• TASK DESCRIPTION: Write out, word for word, every line in the data below from the one containing "self.verbose = verbose;" to the one containing "pub fn process_job(&self, mut", both of them included.

• GIVEN DATA:
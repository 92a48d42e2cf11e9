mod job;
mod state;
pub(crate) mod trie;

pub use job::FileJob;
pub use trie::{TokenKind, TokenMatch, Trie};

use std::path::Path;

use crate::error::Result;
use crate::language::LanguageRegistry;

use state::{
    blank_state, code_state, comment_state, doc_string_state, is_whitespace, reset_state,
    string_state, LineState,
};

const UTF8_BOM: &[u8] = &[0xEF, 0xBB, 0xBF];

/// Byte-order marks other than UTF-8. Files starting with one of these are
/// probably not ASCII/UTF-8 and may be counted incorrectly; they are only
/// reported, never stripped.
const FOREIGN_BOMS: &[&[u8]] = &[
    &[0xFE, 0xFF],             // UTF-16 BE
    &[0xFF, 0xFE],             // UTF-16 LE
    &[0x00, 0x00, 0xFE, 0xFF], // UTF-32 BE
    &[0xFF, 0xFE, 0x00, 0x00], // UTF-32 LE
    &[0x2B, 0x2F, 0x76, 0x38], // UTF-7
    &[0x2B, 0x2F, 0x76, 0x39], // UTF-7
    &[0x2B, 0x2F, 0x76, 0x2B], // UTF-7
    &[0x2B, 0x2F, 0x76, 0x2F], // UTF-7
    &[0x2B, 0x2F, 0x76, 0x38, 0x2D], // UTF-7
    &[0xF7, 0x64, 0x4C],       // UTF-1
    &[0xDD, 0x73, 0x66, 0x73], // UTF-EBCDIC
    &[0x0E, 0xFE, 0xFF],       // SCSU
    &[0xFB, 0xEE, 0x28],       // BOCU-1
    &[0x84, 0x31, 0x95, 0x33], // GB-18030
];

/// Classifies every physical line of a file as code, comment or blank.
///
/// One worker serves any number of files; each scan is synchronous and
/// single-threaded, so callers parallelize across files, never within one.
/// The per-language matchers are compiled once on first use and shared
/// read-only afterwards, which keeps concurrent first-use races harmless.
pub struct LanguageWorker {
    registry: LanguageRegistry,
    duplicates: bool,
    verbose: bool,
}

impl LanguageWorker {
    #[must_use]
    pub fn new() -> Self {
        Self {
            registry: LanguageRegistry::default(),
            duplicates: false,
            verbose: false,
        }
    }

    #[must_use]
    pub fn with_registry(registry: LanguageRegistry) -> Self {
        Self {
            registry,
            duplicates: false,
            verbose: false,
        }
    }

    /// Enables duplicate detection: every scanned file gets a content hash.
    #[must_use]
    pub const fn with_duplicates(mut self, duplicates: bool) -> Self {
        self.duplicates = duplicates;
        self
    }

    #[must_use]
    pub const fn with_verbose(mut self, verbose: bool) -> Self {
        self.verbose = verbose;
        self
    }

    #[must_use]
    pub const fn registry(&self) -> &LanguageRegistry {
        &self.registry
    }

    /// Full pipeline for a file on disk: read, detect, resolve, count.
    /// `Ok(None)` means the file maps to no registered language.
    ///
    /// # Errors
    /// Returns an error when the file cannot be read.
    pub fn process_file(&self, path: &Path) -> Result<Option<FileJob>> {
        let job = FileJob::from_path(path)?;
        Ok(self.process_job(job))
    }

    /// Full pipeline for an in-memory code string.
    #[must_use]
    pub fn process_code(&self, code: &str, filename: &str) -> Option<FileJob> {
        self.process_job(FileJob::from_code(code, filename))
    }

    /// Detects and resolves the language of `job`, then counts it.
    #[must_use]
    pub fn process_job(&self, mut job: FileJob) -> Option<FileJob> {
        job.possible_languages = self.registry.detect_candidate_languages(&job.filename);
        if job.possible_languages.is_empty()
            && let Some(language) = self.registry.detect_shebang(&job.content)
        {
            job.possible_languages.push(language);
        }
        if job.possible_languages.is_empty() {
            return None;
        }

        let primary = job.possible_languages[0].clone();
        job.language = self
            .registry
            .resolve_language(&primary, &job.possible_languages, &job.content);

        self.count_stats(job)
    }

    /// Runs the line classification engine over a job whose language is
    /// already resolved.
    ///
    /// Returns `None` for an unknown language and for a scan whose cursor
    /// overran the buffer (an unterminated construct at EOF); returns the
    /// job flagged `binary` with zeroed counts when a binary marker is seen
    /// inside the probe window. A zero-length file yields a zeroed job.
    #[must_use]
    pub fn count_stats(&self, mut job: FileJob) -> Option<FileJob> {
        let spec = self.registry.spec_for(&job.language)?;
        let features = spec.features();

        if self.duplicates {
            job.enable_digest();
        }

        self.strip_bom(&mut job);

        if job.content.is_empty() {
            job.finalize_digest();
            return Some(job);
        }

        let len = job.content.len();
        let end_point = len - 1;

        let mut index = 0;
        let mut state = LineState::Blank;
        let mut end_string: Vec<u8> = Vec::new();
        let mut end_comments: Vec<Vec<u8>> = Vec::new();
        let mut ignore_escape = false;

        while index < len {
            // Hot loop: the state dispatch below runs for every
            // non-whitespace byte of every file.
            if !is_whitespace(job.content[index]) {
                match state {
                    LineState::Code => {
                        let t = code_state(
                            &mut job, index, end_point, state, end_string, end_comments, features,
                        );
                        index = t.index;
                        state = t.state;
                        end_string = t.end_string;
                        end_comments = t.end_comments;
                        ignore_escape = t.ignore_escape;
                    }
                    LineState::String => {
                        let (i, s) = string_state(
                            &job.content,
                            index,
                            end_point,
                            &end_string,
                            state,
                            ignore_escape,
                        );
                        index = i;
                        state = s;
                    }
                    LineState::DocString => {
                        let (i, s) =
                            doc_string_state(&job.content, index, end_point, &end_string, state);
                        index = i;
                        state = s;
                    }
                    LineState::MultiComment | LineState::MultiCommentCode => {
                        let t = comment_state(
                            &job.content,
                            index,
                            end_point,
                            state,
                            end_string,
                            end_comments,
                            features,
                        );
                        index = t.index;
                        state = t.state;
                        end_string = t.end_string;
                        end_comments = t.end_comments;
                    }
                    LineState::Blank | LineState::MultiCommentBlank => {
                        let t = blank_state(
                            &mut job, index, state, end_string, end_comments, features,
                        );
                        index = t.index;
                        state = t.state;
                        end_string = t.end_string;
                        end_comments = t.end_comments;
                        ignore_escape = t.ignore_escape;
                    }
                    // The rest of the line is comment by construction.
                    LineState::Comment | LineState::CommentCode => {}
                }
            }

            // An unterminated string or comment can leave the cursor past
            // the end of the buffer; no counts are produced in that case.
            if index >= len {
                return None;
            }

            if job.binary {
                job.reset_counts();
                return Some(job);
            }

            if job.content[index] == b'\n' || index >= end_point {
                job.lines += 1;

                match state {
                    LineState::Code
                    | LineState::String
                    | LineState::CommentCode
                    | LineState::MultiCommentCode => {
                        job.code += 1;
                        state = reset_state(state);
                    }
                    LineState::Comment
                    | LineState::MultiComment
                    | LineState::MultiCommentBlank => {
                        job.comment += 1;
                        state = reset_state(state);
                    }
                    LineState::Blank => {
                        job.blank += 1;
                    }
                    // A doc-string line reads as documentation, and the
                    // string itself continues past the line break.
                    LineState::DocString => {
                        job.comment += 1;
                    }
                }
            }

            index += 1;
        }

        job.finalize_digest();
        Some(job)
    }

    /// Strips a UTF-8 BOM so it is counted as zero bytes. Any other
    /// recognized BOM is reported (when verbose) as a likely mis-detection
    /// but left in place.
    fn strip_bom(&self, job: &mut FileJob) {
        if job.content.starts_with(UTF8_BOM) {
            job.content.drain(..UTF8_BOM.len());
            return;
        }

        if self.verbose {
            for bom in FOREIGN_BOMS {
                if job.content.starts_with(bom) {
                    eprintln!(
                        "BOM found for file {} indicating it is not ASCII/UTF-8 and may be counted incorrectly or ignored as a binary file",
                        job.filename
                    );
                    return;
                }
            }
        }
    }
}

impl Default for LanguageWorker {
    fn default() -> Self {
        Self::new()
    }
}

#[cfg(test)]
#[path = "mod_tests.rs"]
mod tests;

==

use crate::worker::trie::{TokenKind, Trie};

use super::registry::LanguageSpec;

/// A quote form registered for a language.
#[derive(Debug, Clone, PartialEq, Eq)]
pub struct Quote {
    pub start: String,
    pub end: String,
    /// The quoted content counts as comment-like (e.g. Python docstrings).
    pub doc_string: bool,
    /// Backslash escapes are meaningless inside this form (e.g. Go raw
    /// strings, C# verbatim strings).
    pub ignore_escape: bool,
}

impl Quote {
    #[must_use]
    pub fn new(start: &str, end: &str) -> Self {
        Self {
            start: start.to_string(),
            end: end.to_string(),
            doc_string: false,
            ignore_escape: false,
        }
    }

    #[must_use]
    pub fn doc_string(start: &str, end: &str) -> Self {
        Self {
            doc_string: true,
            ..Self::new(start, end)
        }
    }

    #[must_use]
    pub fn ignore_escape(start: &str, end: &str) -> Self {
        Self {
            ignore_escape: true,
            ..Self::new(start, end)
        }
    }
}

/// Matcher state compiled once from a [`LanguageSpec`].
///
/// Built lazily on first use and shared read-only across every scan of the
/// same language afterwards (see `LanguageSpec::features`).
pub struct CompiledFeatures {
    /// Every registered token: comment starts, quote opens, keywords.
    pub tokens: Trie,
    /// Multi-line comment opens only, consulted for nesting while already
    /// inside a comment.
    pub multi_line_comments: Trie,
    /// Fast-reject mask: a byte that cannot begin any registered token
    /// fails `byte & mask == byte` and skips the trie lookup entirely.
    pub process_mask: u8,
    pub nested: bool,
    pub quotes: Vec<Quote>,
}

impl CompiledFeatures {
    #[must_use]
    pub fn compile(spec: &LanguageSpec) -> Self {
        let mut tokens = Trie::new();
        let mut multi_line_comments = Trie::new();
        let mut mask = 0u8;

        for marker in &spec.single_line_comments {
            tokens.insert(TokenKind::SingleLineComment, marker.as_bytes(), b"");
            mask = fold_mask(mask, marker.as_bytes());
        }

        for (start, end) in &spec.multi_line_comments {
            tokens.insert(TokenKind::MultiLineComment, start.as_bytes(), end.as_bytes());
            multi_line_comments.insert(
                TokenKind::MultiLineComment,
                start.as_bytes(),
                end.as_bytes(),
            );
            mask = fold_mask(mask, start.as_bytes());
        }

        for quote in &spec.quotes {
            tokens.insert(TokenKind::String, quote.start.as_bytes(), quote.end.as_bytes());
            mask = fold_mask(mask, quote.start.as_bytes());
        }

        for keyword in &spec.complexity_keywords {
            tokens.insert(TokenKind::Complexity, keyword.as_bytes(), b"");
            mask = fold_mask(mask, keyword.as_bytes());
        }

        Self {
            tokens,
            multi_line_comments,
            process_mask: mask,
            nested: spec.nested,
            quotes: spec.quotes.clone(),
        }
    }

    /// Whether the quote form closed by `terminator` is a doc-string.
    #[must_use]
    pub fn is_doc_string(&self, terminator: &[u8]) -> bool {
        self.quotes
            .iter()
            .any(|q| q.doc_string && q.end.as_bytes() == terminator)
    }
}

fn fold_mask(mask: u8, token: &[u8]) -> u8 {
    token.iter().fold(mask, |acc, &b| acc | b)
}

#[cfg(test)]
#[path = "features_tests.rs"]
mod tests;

• EXPECTED ANSWER:
        self.verbose = verbose;
        self
    }

    #[must_use]
    pub const fn registry(&self) -> &LanguageRegistry {
        &self.registry
    }

    /// Full pipeline for a file on disk: read, detect, resolve, count.
    /// `Ok(None)` means the file maps to no registered language.
    ///
    /// # Errors
    /// Returns an error when the file cannot be read.
    pub fn process_file(&self, path: &Path) -> Result<Option<FileJob>> {
        let job = FileJob::from_path(path)?;
        Ok(self.process_job(job))
    }

    /// Full pipeline for an in-memory code string.
    #[must_use]
    pub fn process_code(&self, code: &str, filename: &str) -> Option<FileJob> {
        self.process_job(FileJob::from_code(code, filename))
    }

    /// Detects and resolves the language of `job`, then counts it.
    #[must_use]
    pub fn process_job(&self, mut job: FileJob) -> Option<FileJob> {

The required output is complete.